───── Dataset content ─────

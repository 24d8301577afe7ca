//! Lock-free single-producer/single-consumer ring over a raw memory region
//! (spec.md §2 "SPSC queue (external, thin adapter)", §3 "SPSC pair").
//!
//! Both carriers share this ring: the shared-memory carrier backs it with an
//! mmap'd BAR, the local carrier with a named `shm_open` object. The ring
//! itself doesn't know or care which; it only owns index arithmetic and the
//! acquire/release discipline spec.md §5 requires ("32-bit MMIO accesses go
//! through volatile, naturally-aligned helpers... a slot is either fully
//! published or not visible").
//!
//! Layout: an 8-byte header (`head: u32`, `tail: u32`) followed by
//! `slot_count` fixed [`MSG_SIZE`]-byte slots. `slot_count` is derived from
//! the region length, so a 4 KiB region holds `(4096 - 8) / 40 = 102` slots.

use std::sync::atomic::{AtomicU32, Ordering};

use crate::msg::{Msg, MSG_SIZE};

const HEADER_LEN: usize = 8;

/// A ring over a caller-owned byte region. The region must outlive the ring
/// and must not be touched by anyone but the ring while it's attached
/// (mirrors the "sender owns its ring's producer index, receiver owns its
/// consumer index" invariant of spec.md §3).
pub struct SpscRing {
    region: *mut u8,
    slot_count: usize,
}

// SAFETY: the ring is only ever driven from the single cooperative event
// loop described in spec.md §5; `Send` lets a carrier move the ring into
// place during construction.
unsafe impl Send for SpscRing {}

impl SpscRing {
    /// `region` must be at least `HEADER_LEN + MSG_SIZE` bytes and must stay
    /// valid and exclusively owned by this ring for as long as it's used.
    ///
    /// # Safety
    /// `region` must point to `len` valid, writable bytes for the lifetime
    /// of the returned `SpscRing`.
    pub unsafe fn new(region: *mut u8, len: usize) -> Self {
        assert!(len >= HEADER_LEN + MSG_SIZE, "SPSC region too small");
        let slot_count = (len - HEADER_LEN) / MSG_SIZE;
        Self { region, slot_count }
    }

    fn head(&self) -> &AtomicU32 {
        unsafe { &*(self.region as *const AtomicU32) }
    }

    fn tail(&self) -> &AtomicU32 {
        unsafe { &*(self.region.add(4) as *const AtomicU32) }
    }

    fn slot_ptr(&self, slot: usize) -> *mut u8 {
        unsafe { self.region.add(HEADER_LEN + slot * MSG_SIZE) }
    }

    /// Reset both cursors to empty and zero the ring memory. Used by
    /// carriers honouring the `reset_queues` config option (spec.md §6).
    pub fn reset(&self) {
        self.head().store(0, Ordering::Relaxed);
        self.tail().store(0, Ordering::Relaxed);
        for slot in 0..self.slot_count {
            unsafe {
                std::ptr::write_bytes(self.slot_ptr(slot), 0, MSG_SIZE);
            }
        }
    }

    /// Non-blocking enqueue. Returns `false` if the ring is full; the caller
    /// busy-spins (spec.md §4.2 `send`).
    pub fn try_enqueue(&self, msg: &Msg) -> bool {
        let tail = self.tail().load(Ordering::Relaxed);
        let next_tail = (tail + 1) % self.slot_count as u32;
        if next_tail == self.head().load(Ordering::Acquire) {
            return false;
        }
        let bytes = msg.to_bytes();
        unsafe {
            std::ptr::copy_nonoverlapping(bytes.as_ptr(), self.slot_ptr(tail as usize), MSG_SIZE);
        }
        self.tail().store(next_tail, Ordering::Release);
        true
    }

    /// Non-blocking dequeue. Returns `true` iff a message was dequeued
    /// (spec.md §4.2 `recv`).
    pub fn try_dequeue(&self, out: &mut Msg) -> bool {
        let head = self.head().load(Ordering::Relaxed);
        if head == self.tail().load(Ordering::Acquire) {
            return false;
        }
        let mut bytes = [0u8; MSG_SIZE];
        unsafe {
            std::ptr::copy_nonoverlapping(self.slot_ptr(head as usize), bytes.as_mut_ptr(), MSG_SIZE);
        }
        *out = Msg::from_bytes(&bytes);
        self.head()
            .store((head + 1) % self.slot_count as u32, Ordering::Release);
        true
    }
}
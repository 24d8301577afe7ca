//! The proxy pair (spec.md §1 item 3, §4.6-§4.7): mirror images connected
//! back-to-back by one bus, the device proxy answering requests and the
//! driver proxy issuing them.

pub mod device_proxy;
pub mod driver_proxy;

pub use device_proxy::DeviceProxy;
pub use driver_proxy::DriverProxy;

─────

- Assigned task
Restate all of the material exactly.

- Exercise output
repository 24d8301577afe7ca
//! Lock-free single-producer/single-consumer ring over a raw memory region
//! (spec.md §2 "SPSC queue (external, thin adapter)", §3 "SPSC pair").
//!
//! Both carriers share this ring: the shared-memory carrier backs it with an
//! mmap'd BAR, the local carrier with a named `shm_open` object. The ring
//! itself doesn't know or care which; it only owns index arithmetic and the
//! acquire/release discipline spec.md §5 requires ("32-bit MMIO accesses go
//! through volatile, naturally-aligned helpers... a slot is either fully
//! published or not visible").
//!
//! Layout: an 8-byte header (`head: u32`, `tail: u32`) followed by
//! `slot_count` fixed [`MSG_SIZE`]-byte slots. `slot_count` is derived from
//! the region length, so a 4 KiB region holds `(4096 - 8) / 40 = 102` slots.

use std::sync::atomic::{AtomicU32, Ordering};

use crate::msg::{Msg, MSG_SIZE};

const HEADER_LEN: usize = 8;

/// A ring over a caller-owned byte region. The region must outlive the ring
/// and must not be touched by anyone but the ring while it's attached
/// (mirrors the "sender owns its ring's producer index, receiver owns its
/// consumer index" invariant of spec.md §3).
pub struct SpscRing {
    region: *mut u8,
    slot_count: usize,
}

// SAFETY: the ring is only ever driven from the single cooperative event
// loop described in spec.md §5; `Send` lets a carrier move the ring into
// place during construction.
unsafe impl Send for SpscRing {}

impl SpscRing {
    /// `region` must be at least `HEADER_LEN + MSG_SIZE` bytes and must stay
    /// valid and exclusively owned by this ring for as long as it's used.
    ///
    /// # Safety
    /// `region` must point to `len` valid, writable bytes for the lifetime
    /// of the returned `SpscRing`.
    pub unsafe fn new(region: *mut u8, len: usize) -> Self {
        assert!(len >= HEADER_LEN + MSG_SIZE, "SPSC region too small");
        let slot_count = (len - HEADER_LEN) / MSG_SIZE;
        Self { region, slot_count }
    }

    fn head(&self) -> &AtomicU32 {
        unsafe { &*(self.region as *const AtomicU32) }
    }

    fn tail(&self) -> &AtomicU32 {
        unsafe { &*(self.region.add(4) as *const AtomicU32) }
    }

    fn slot_ptr(&self, slot: usize) -> *mut u8 {
        unsafe { self.region.add(HEADER_LEN + slot * MSG_SIZE) }
    }

    /// Reset both cursors to empty and zero the ring memory. Used by
    /// carriers honouring the `reset_queues` config option (spec.md §6).
    pub fn reset(&self) {
        self.head().store(0, Ordering::Relaxed);
        self.tail().store(0, Ordering::Relaxed);
        for slot in 0..self.slot_count {
            unsafe {
                std::ptr::write_bytes(self.slot_ptr(slot), 0, MSG_SIZE);
            }
        }
    }

    /// Non-blocking enqueue. Returns `false` if the ring is full; the caller
    /// busy-spins (spec.md §4.2 `send`).
    pub fn try_enqueue(&self, msg: &Msg) -> bool {
        let tail = self.tail().load(Ordering::Relaxed);
        let next_tail = (tail + 1) % self.slot_count as u32;
        if next_tail == self.head().load(Ordering::Acquire) {
            return false;
        }
        let bytes = msg.to_bytes();
        unsafe {
            std::ptr::copy_nonoverlapping(bytes.as_ptr(), self.slot_ptr(tail as usize), MSG_SIZE);
        }
        self.tail().store(next_tail, Ordering::Release);
        true
    }

    /// Non-blocking dequeue. Returns `true` iff a message was dequeued
    /// (spec.md §4.2 `recv`).
    pub fn try_dequeue(&self, out: &mut Msg) -> bool {
        let head = self.head().load(Ordering::Relaxed);
        if head == self.tail().load(Ordering::Acquire) {
            return false;
        }
        let mut bytes = [0u8; MSG_SIZE];
        unsafe {
            std::ptr::copy_nonoverlapping(self.slot_ptr(head as usize), bytes.as_mut_ptr(), MSG_SIZE);
        }
        *out = Msg::from_bytes(&bytes);
        self.head()
            .store((head + 1) % self.slot_count as u32, Ordering::Release);
        true
    }
}
repository 24d8301577afe7ca
//! The proxy pair (spec.md §1 item 3, §4.6-§4.7): mirror images connected
//! back-to-back by one bus, the device proxy answering requests and the
//! driver proxy issuing them.

pub mod device_proxy;
pub mod driver_proxy;

pub use device_proxy::DeviceProxy;
pub use driver_proxy::DriverProxy;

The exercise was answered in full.